### PROBLEM
Look through the data below and extract, unchanged, the lines from the one that contains "if let Some(tree)" to the one that contains "translator.translate_list(&mut node.permitting);", both included.

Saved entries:
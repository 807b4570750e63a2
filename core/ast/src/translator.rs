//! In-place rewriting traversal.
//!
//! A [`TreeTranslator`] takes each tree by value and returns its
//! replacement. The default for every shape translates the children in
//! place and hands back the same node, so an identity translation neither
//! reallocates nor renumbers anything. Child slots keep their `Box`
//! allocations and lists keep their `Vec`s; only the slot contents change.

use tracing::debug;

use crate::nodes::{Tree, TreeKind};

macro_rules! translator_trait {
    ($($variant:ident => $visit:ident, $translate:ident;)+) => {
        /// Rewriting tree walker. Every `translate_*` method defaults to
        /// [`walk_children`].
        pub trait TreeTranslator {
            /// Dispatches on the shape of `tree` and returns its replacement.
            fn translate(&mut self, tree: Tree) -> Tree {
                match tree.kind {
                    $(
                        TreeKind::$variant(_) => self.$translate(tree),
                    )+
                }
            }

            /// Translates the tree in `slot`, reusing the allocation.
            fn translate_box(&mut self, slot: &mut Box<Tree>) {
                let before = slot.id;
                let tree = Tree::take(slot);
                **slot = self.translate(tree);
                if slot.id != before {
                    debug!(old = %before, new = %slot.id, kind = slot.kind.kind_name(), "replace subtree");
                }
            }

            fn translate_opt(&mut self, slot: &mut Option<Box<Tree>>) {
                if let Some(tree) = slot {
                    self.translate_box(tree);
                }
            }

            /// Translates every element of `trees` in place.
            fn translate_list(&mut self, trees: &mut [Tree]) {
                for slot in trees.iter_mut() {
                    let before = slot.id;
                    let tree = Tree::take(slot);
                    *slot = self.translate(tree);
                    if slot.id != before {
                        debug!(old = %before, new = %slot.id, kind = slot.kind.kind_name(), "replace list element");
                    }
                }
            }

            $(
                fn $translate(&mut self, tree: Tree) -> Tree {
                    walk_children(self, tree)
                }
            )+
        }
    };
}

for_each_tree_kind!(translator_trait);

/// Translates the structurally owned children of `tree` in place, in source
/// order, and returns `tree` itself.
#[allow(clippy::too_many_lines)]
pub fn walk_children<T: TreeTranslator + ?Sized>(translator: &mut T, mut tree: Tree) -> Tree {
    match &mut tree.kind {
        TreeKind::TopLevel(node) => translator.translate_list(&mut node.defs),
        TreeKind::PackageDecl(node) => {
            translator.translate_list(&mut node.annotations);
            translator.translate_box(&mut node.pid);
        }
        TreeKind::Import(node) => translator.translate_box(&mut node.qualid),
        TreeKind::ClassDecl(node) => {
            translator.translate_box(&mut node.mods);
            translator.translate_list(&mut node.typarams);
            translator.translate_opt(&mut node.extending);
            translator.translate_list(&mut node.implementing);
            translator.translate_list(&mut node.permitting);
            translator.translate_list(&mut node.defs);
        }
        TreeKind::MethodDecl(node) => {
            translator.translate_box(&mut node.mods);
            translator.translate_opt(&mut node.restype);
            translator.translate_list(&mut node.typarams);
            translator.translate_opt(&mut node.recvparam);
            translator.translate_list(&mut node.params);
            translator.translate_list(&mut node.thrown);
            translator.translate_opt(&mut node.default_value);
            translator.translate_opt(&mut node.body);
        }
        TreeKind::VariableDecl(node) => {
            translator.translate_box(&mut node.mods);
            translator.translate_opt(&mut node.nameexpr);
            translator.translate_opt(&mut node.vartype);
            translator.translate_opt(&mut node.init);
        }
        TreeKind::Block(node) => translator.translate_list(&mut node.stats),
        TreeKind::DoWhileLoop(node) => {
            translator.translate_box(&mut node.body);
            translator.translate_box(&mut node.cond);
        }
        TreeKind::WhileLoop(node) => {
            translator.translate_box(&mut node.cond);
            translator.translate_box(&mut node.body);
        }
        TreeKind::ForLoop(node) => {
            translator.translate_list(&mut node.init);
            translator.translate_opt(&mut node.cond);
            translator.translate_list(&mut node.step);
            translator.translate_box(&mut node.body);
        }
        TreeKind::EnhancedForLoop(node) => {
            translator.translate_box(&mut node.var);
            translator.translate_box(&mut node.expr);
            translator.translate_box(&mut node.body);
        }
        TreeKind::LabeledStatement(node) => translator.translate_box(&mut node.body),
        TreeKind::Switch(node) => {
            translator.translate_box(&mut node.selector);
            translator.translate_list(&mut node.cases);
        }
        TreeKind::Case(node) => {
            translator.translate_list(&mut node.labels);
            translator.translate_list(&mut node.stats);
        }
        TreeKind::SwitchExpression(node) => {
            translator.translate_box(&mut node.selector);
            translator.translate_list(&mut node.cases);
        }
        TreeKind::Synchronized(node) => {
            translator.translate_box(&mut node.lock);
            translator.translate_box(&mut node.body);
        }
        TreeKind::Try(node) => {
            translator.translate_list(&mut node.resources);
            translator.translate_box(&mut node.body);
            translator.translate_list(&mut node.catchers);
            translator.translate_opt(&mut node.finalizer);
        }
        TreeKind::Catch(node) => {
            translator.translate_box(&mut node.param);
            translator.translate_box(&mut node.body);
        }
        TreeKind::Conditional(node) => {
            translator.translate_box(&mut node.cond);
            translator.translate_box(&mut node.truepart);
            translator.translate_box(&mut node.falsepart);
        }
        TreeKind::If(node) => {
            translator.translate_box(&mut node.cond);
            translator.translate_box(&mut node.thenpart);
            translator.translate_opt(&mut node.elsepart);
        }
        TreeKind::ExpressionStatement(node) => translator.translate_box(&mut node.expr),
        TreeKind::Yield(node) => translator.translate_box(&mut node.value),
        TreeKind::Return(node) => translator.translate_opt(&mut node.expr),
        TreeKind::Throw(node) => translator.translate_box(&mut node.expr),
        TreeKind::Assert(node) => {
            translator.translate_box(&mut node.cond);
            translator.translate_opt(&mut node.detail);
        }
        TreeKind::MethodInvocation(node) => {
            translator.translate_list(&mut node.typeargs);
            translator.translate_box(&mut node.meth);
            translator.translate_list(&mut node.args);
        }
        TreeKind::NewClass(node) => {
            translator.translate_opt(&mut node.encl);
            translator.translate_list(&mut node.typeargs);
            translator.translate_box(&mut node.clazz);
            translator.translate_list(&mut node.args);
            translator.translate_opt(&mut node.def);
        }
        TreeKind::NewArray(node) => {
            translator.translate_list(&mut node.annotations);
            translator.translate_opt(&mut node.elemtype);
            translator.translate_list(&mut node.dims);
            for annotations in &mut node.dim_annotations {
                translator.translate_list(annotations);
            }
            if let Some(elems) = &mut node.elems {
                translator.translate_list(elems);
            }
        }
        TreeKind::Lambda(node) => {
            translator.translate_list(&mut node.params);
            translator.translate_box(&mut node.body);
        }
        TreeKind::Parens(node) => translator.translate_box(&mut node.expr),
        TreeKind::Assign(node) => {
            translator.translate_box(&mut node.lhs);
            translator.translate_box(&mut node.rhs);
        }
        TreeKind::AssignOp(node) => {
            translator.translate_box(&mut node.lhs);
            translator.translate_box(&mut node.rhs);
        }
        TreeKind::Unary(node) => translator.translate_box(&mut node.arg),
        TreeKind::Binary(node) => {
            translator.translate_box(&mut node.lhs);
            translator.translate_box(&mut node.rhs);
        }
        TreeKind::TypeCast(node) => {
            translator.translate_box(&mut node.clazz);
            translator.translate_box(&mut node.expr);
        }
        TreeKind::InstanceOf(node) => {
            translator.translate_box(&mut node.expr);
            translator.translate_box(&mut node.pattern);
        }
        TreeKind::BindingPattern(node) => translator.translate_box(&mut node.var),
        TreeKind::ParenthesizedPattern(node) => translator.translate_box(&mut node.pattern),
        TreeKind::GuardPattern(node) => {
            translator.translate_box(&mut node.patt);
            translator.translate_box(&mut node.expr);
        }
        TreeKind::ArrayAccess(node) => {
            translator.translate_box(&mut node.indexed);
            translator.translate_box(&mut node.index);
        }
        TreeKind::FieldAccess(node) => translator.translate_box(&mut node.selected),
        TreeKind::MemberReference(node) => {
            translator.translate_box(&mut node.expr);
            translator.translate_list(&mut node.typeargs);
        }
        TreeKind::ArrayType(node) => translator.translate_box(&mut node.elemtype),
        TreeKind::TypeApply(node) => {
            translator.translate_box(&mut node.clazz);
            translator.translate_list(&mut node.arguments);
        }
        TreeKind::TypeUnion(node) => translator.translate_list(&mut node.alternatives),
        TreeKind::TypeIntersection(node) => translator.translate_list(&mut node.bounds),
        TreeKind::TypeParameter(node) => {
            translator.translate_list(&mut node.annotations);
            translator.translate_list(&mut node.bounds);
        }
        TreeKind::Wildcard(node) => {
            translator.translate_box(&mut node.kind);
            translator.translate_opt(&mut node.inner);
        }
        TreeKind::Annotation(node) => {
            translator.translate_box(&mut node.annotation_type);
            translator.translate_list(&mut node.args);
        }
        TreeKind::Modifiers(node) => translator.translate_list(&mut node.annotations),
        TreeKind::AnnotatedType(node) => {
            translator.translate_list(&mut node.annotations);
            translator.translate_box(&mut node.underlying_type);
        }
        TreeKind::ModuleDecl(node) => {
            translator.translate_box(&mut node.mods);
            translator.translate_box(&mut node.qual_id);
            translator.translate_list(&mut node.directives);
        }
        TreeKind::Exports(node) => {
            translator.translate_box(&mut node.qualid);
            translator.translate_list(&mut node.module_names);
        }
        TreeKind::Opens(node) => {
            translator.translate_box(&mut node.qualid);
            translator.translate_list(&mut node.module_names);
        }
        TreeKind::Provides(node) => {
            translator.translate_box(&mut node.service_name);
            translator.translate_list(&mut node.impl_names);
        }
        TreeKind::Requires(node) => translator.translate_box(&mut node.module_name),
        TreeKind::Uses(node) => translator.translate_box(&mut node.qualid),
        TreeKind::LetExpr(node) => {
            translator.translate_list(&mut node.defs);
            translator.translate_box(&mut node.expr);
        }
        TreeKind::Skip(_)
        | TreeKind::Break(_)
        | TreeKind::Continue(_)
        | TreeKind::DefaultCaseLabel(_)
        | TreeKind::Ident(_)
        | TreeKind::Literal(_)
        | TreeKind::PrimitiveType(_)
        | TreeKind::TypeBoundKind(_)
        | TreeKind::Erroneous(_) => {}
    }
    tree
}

### TASK RESPONSE
                if let Some(tree) = slot {
                    self.translate_box(tree);
                }
            }

            /// Translates every element of `trees` in place.
            fn translate_list(&mut self, trees: &mut [Tree]) {
                for slot in trees.iter_mut() {
                    let before = slot.id;
                    let tree = Tree::take(slot);
                    *slot = self.translate(tree);
                    if slot.id != before {
                        debug!(old = %before, new = %slot.id, kind = slot.kind.kind_name(), "replace list element");
                    }
                }
            }

            $(
                fn $translate(&mut self, tree: Tree) -> Tree {
                    walk_children(self, tree)
                }
            )+
        }
    };
}

for_each_tree_kind!(translator_trait);

/// Translates the structurally owned children of `tree` in place, in source
/// order, and returns `tree` itself.
#[allow(clippy::too_many_lines)]
pub fn walk_children<T: TreeTranslator + ?Sized>(translator: &mut T, mut tree: Tree) -> Tree {
    match &mut tree.kind {
        TreeKind::TopLevel(node) => translator.translate_list(&mut node.defs),
        TreeKind::PackageDecl(node) => {
            translator.translate_list(&mut node.annotations);
            translator.translate_box(&mut node.pid);
        }
        TreeKind::Import(node) => translator.translate_box(&mut node.qualid),
        TreeKind::ClassDecl(node) => {
            translator.translate_box(&mut node.mods);
            translator.translate_list(&mut node.typarams);
            translator.translate_opt(&mut node.extending);
            translator.translate_list(&mut node.implementing);
            translator.translate_list(&mut node.permitting);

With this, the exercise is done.